The experiments conducted were aimed to evaluate the effect of nanomagnetite content on the microstructure of cementitious composites. From microscopic analysis, it can be concluded that there is an optimal amount of the nanomaterials which can be successfully applied in a cementitious composite to improve its final properties. In the presence of nano-Fe3O4, a positive effect on the microstructure of the cementitious composite is noticeable; however, exceeding a certain limit might lead to the creation of local agglomerations of magnetic nanoparticles, which might not be beneficial for the mechanical response of the cement matrix.

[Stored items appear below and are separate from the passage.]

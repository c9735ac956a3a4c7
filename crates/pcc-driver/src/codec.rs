use std::io::BufRead;

use pcc_decoder::{PlyReader, Value};

use crate::binding::{ElementBinding, PropertyBinding, PropertyCodec};
use crate::error::DriverError;

/// Consumer of the decoded data section.
///
/// [`stream_records`] calls these hooks in file order:
///
/// ```text
///   for each element:
///     for each record:
///       begin_record
///         scalar                                  (scalar property)
///         list_begin, list_element × n, list_end  (list property)
///       end_record
///     end_element
/// ```
pub(crate) trait RecordVisitor {
    fn begin_record(&mut self, element: &ElementBinding, record: u64) -> Result<(), DriverError>;

    fn scalar(&mut self, property: &PropertyBinding, value: Value<'_>) -> Result<(), DriverError>;

    fn list_begin(&mut self, property: &PropertyBinding, count: Value<'_>) -> Result<(), DriverError>;

    fn list_element(&mut self, property: &PropertyBinding, value: Value<'_>) -> Result<(), DriverError>;

    fn list_end(&mut self, _property: &PropertyBinding) -> Result<(), DriverError> {
        Ok(())
    }

    fn end_record(&mut self, element: &ElementBinding, record: u64) -> Result<(), DriverError>;

    fn end_element(&mut self, _element: &ElementBinding) -> Result<(), DriverError> {
        Ok(())
    }
}

/// Decode the whole data section, one value per bound property, and
/// hand every value to `visitor`.
///
/// Nothing is buffered across records; the visitor decides what, if
/// anything, to keep.
pub(crate) fn stream_records<R: BufRead, V: RecordVisitor>(
    reader: &mut PlyReader<R>,
    elements: &[ElementBinding],
    visitor: &mut V,
) -> Result<(), DriverError> {
    for (index, element) in elements.iter().enumerate() {
        for record in 0..element.count {
            reader.begin_record(index, record)?;
            visitor.begin_record(element, record)?;
            for property in &element.properties {
                match property.codec {
                    PropertyCodec::Scalar(codec) => {
                        let value = reader.read_scalar(codec)?;
                        visitor.scalar(property, value)?;
                    }
                    PropertyCodec::List(list) => {
                        let count = reader.read_scalar(list.size)?;
                        let length = count.scalar.to_index().ok_or_else(|| {
                            DriverError::InvalidListLength {
                                element: element.name.clone(),
                                record,
                                value: count.scalar.to_string(),
                            }
                        })?;
                        visitor.list_begin(property, count)?;
                        for _ in 0..length {
                            let value = reader.read_scalar(list.element)?;
                            visitor.list_element(property, value)?;
                        }
                        visitor.list_end(property)?;
                    }
                }
            }
            reader.end_record()?;
            visitor.end_record(element, record)?;
        }
        visitor.end_element(element)?;
    }
    reader.finish()?;
    Ok(())
}

#[cfg(test)]
mod tests {
    use super::*;
    use crate::binding::bind;

    /// Records every hook as a line of text.
    #[derive(Default)]
    struct Trace(Vec<String>);

    impl RecordVisitor for Trace {
        fn begin_record(&mut self, element: &ElementBinding, record: u64) -> Result<(), DriverError> {
            self.0.push(format!("begin {} {record}", element.name));
            Ok(())
        }

        fn scalar(&mut self, _: &PropertyBinding, value: Value<'_>) -> Result<(), DriverError> {
            self.0.push(format!("scalar {}", value.scalar));
            Ok(())
        }

        fn list_begin(&mut self, _: &PropertyBinding, count: Value<'_>) -> Result<(), DriverError> {
            self.0.push(format!("list {}", count.scalar));
            Ok(())
        }

        fn list_element(&mut self, _: &PropertyBinding, value: Value<'_>) -> Result<(), DriverError> {
            self.0.push(format!("item {}", value.scalar));
            Ok(())
        }

        fn list_end(&mut self, _: &PropertyBinding) -> Result<(), DriverError> {
            self.0.push("end list".to_string());
            Ok(())
        }

        fn end_record(&mut self, element: &ElementBinding, record: u64) -> Result<(), DriverError> {
            self.0.push(format!("end {} {record}", element.name));
            Ok(())
        }

        fn end_element(&mut self, element: &ElementBinding) -> Result<(), DriverError> {
            self.0.push(format!("done {}", element.name));
            Ok(())
        }
    }

    fn trace(input: &[u8]) -> Result<Vec<String>, DriverError> {
        let mut reader = PlyReader::new(input);
        let elements = bind(reader.read_header()?);
        let mut visitor = Trace::default();
        stream_records(&mut reader, &elements, &mut visitor)?;
        Ok(visitor.0)
    }

    #[test]
    fn hooks_follow_declaration_order() {
        let input = b"ply\nformat ascii 1.0\n\
            element vertex 1\nproperty float x\nproperty int i\n\
            element face 2\nproperty list uchar int vertex_indices\n\
            end_header\n\
            0.5 7\n\
            2 1 2\n\
            0\n";
        let lines = trace(input).unwrap();
        assert_eq!(
            lines,
            [
                "begin vertex 0",
                "scalar 0.5",
                "scalar 7",
                "end vertex 0",
                "done vertex",
                "begin face 0",
                "list 2",
                "item 1",
                "item 2",
                "end list",
                "end face 0",
                "begin face 1",
                "list 0",
                "end list",
                "end face 1",
                "done face",
            ]
        );
    }

    #[test]
    fn binary_list_lengths_drive_element_reads() {
        let mut input = b"ply\nformat binary_little_endian 1.0\n\
            element face 2\nproperty list ushort float w\nend_header\n"
            .to_vec();
        input.extend_from_slice(&1u16.to_le_bytes());
        input.extend_from_slice(&1.5f32.to_le_bytes());
        input.extend_from_slice(&2u16.to_le_bytes());
        input.extend_from_slice(&(-1.0f32).to_le_bytes());
        input.extend_from_slice(&4.0f32.to_le_bytes());
        let lines = trace(&input).unwrap();
        let items: Vec<_> = lines.iter().filter(|l| l.starts_with("item")).collect();
        assert_eq!(items, ["item 1.5", "item -1", "item 4"]);
    }

    #[test]
    fn empty_element_still_ends() {
        let input = b"ply\nformat ascii 1.0\nelement vertex 0\nproperty float x\nend_header\n";
        assert_eq!(trace(input).unwrap(), ["done vertex"]);
    }
}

The following conclusions can be drawn:

  1. 1.

    nanomagnetite additive does not affect the consistency of the fresh mortars when it is applied up to 5 wt.% of the cement;

  2. 2.

    nanomagnetite can act as a filler of the microstructure of cement pastes by refining the pore structure and reducing the total porosity, thus increasing the density of the composite;

  3. 3.

    Fe3O4 nanoparticles can be successfully applied as an admixture for cementitious materials and its presence does not affect the rate of the cement hydration and the nature of the phases in hydrated cement paste;

  4. 4.

    nano-Fe3O4 particles have a tendency towards agglomeration; therefore, high amounts of the admixture might lead to local agglomerations and microcrack formation, what is responsible for a deterioration in the mechanical properties of cement-based composites;

  5. 5.

    there is a certain amount of nano-Fe3O4 (3 wt.%) which can be beneficial for the properties of cementitious composites. Exceeding this limit might lead to a neutralisation of the positive effect of the nanoparticles.